Your assignment ▸ Beneath this instruction is a block of data; output from it exactly the lines that run from the one containing "pub fn inputs(&self)" through the one containing "of the procedure", inclusive.

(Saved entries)

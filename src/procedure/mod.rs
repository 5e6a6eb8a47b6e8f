//! Procedures: ordered runbooks of manual and automated steps.
//!
//! Manual steps show instructions and wait for a human to confirm them.
//! Automated steps run an operation and may store its result in the run's
//! [`State`], where later steps can read it as inputs or `${key}`
//! placeholders.

mod command;
mod error;
mod loader;
mod runner;
mod schema;
mod state;
mod template;

pub use command::ShellCommand;
pub use error::{ProcedureError, ProcedureResult};
pub use loader::{
    discover_procedures, parse_procedure, parse_procedure_str, ProcedureFile, RunFile, StepFile,
};
pub use runner::{execute_step, RunConfig};
pub use schema::{Automation, Operation, Procedure, Step};
pub use state::{State, Value};
pub use template::{placeholders, substitute, InvalidPlaceholder};
//! Terminal-backed interaction sinks.

use std::io::{self, BufRead, Stdin, Stdout, Write};

use super::InteractionSink;

const BEGIN_PROMPT: &str = "[Enter] to begin";
const CONTINUE_PROMPT: &str = "[Enter] to continue";

/// Source of confirmation lines for a [`ConsoleSink`].
pub trait ReadLine {
    /// Read one line into `buf`, returning the number of bytes read.
    fn read_line(&mut self, buf: &mut String) -> io::Result<usize>;
}

impl<B: BufRead> ReadLine for B {
    fn read_line(&mut self, buf: &mut String) -> io::Result<usize> {
        BufRead::read_line(self, buf)
    }
}

/// Process stdin, locked only for the duration of each read.
///
/// Automations are free to read stdin themselves between prompts.
#[derive(Debug)]
pub struct StdinLines(Stdin);

impl StdinLines {
    pub fn new() -> Self {
        Self(io::stdin())
    }
}

impl Default for StdinLines {
    fn default() -> Self {
        Self::new()
    }
}

impl ReadLine for StdinLines {
    fn read_line(&mut self, buf: &mut String) -> io::Result<usize> {
        self.0.read_line(buf)
    }
}

/// Writes text verbatim and blocks on a line of input for each prompt.
///
/// Any line, including an empty one, satisfies a prompt. End of input is an
/// error so a closed stdin never silently confirms a step.
#[derive(Debug)]
pub struct ConsoleSink<R, W> {
    reader: R,
    writer: W,
    begin_prompt: String,
    continue_prompt: String,
}

impl ConsoleSink<StdinLines, Stdout> {
    /// Create a sink on the process's stdin and stdout.
    pub fn stdio() -> Self {
        Self::new(StdinLines::new(), io::stdout())
    }
}

impl<R: ReadLine, W: Write> ConsoleSink<R, W> {
    /// Create a sink over arbitrary reader and writer.
    pub fn new(reader: R, writer: W) -> Self {
        Self {
            reader,
            writer,
            begin_prompt: BEGIN_PROMPT.to_string(),
            continue_prompt: CONTINUE_PROMPT.to_string(),
        }
    }

    /// Override the prompt texts.
    #[must_use]
    pub fn with_prompts(mut self, begin: impl Into<String>, continue_: impl Into<String>) -> Self {
        self.begin_prompt = begin.into();
        self.continue_prompt = continue_.into();
        self
    }

    /// Consume the sink, returning the writer.
    pub fn into_writer(self) -> W {
        self.writer
    }

    fn prompt(&mut self, text: &str) -> io::Result<()> {
        self.writer.write_all(text.as_bytes())?;
        self.writer.flush()?;

        let mut line = String::new();
        if self.reader.read_line(&mut line)? == 0 {
            return Err(io::Error::new(
                io::ErrorKind::UnexpectedEof,
                "input closed while waiting for confirmation",
            ));
        }

        self.writer.write_all(b"\n")?;
        self.writer.flush()
    }
}

impl<R: ReadLine, W: Write> InteractionSink for ConsoleSink<R, W> {
    fn output(&mut self, text: &str) -> io::Result<()> {
        self.writer.write_all(text.as_bytes())?;
        self.writer.flush()
    }

    fn prompt_to_begin(&mut self) -> io::Result<()> {
        let text = self.begin_prompt.clone();
        self.prompt(&text)
    }

    fn prompt_step_completion(&mut self) -> io::Result<()> {
        let text = self.continue_prompt.clone();
        self.prompt(&text)
    }
}

/// Writes text but never blocks; every prompt is confirmed immediately.
#[derive(Debug)]
pub struct UnattendedSink<W> {
    writer: W,
}

impl UnattendedSink<Stdout> {
    /// Create an unattended sink on stdout.
    pub fn stdout() -> Self {
        Self::new(io::stdout())
    }
}

impl<W: Write> UnattendedSink<W> {
    pub fn new(writer: W) -> Self {
        Self { writer }
    }

    /// Consume the sink, returning the writer.
    pub fn into_writer(self) -> W {
        self.writer
    }
}

impl<W: Write> InteractionSink for UnattendedSink<W> {
    fn output(&mut self, text: &str) -> io::Result<()> {
        self.writer.write_all(text.as_bytes())?;
        self.writer.flush()
    }

    fn prompt_to_begin(&mut self) -> io::Result<()> {
        tracing::debug!("Auto-confirming start of procedure");
        Ok(())
    }

    fn prompt_step_completion(&mut self) -> io::Result<()> {
        tracing::debug!("Auto-confirming manual step");
        Ok(())
    }
}
//! Procedure data model.
//!
//! A procedure is an ordered list of steps. Each step is either manual
//! (instructions for a human) or automated (wraps an [`Automation`]).

use std::fmt;
use std::rc::Rc;

use super::state::Value;

/// The callable behind an automation.
///
/// Receives the values of the automation's input keys, positionally.
pub type Operation = dyn Fn(&[Value]) -> anyhow::Result<Value>;

/// A unit of work attached to an automated step.
#[derive(Clone)]
pub struct Automation {
    /// Operation to invoke
    execute: Rc<Operation>,

    /// State keys passed as inputs, in order
    inputs: Vec<String>,

    /// State key to store the result under (result is discarded if absent)
    output: Option<String>,

    /// Short human-readable description of what runs (e.g. a shell command)
    description: Option<String>,
}

impl Automation {
    /// Create an automation from an operation with no inputs and no output.
    pub fn new<F>(execute: F) -> Self
    where
        F: Fn(&[Value]) -> anyhow::Result<Value> + 'static,
    {
        Self { execute: Rc::new(execute), inputs: Vec::new(), output: None, description: None }
    }

    /// Set the state keys passed to the operation.
    #[must_use]
    pub fn with_inputs<I, S>(mut self, inputs: I) -> Self
    where
        I: IntoIterator<Item = S>,
        S: Into<String>,
    {
        self.inputs = inputs.into_iter().map(Into::into).collect();
        self
    }

    /// Set the state key the result is stored under.
    #[must_use]
    pub fn with_output(mut self, key: impl Into<String>) -> Self {
        self.output = Some(key.into());
        self
    }

    /// Set a description of what this automation runs.
    #[must_use]
    pub fn with_description(mut self, description: impl Into<String>) -> Self {
        self.description = Some(description.into());
        self
    }

    pub fn inputs(&self) -> &[String] {
        &self.inputs
    }

    pub fn output(&self) -> Option<&str> {
        self.output.as_deref()
    }

    pub fn description(&self) -> Option<&str> {
        self.description.as_deref()
    }

    /// Invoke the operation with already-gathered input values.
    pub fn invoke(&self, args: &[Value]) -> anyhow::Result<Value> {
        (self.execute)(args)
    }
}

impl fmt::Debug for Automation {
    fn fmt(&self, f: &mut fmt::Formatter<'_>) -> fmt::Result {
        f.debug_struct("Automation")
            .field("inputs", &self.inputs)
            .field("output", &self.output)
            .field("description", &self.description)
            .finish_non_exhaustive()
    }
}

/// A step in a procedure.
#[derive(Debug, Clone)]
pub struct Step {
    /// Title of the step
    pub title: String,

    /// Instructions for a manual step; may contain `${key}` placeholders
    pub instructions: Option<String>,

    /// Automation for an automated step
    pub automation: Option<Automation>,
}

impl Step {
    /// Create a manual step.
    pub fn manual(title: impl Into<String>, instructions: impl Into<String>) -> Self {
        Self { title: title.into(), instructions: Some(instructions.into()), automation: None }
    }

    /// Create an automated step.
    pub fn automated(title: impl Into<String>, automation: Automation) -> Self {
        Self { title: title.into(), instructions: None, automation: Some(automation) }
    }

    /// Whether this step runs automatically.
    pub fn is_automated(&self) -> bool {
        self.automation.is_some()
    }
}

/// A titled, ordered list of steps.
#[derive(Debug, Clone)]
pub struct Procedure {
    /// Title of the procedure
    pub title: String,

    /// What the procedure accomplishes
    pub description: String,

    /// Steps in execution order
    steps: Vec<Step>,
}

impl Procedure {
    /// Create a procedure with no steps.
    pub fn new(title: impl Into<String>, description: impl Into<String>) -> Self {
        Self { title: title.into(), description: description.into(), steps: Vec::new() }
    }

    /// Append a step.
    pub fn add_step(
        mut self,
        title: impl Into<String>,
        instructions: Option<String>,
        automation: Option<Automation>,
    ) -> Self {
        self.steps.push(Step { title: title.into(), instructions, automation });
        self
    }

    /// Append a manual step.
    pub fn add_manual_step(
        self,
        title: impl Into<String>,
        instructions: impl Into<String>,
    ) -> Self {
        self.add_step(title, Some(instructions.into()), None)
    }

    /// Append an automated step.
    pub fn add_automated_step(self, title: impl Into<String>, automation: Automation) -> Self {
        self.add_step(title, None, Some(automation))
    }

    /// Steps in execution order.
    pub fn steps(&self) -> &[Step] {
        &self.steps
    }

    /// Get the number of steps.
    pub fn step_count(&self) -> usize {
        self.steps.len()
    }

    /// Get the number of manual steps.
    pub fn manual_step_count(&self) -> usize {
        self.steps.iter().filter(|s| !s.is_automated()).count()
    }
}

Solution to this task ▸
    pub fn inputs(&self) -> &[String] {
        &self.inputs
    }

    pub fn output(&self) -> Option<&str> {
        self.output.as_deref()
    }

    pub fn description(&self) -> Option<&str> {
        self.description.as_deref()
    }

    /// Invoke the operation with already-gathered input values.
    pub fn invoke(&self, args: &[Value]) -> anyhow::Result<Value> {
        (self.execute)(args)
    }
}

impl fmt::Debug for Automation {
    fn fmt(&self, f: &mut fmt::Formatter<'_>) -> fmt::Result {
        f.debug_struct("Automation")
            .field("inputs", &self.inputs)
            .field("output", &self.output)
            .field("description", &self.description)
            .finish_non_exhaustive()
    }
}

/// A step in a procedure.
#[derive(Debug, Clone)]
pub struct Step {
    /// Title of the step
    pub title: String,

    /// Instructions for a manual step; may contain `${key}` placeholders
    pub instructions: Option<String>,

    /// Automation for an automated step
    pub automation: Option<Automation>,
}

impl Step {
    /// Create a manual step.
    pub fn manual(title: impl Into<String>, instructions: impl Into<String>) -> Self {
        Self { title: title.into(), instructions: Some(instructions.into()), automation: None }
    }

    /// Create an automated step.
    pub fn automated(title: impl Into<String>, automation: Automation) -> Self {
        Self { title: title.into(), instructions: None, automation: Some(automation) }
    }

    /// Whether this step runs automatically.
    pub fn is_automated(&self) -> bool {
        self.automation.is_some()
    }
}

/// A titled, ordered list of steps.
#[derive(Debug, Clone)]
pub struct Procedure {
    /// Title of the procedure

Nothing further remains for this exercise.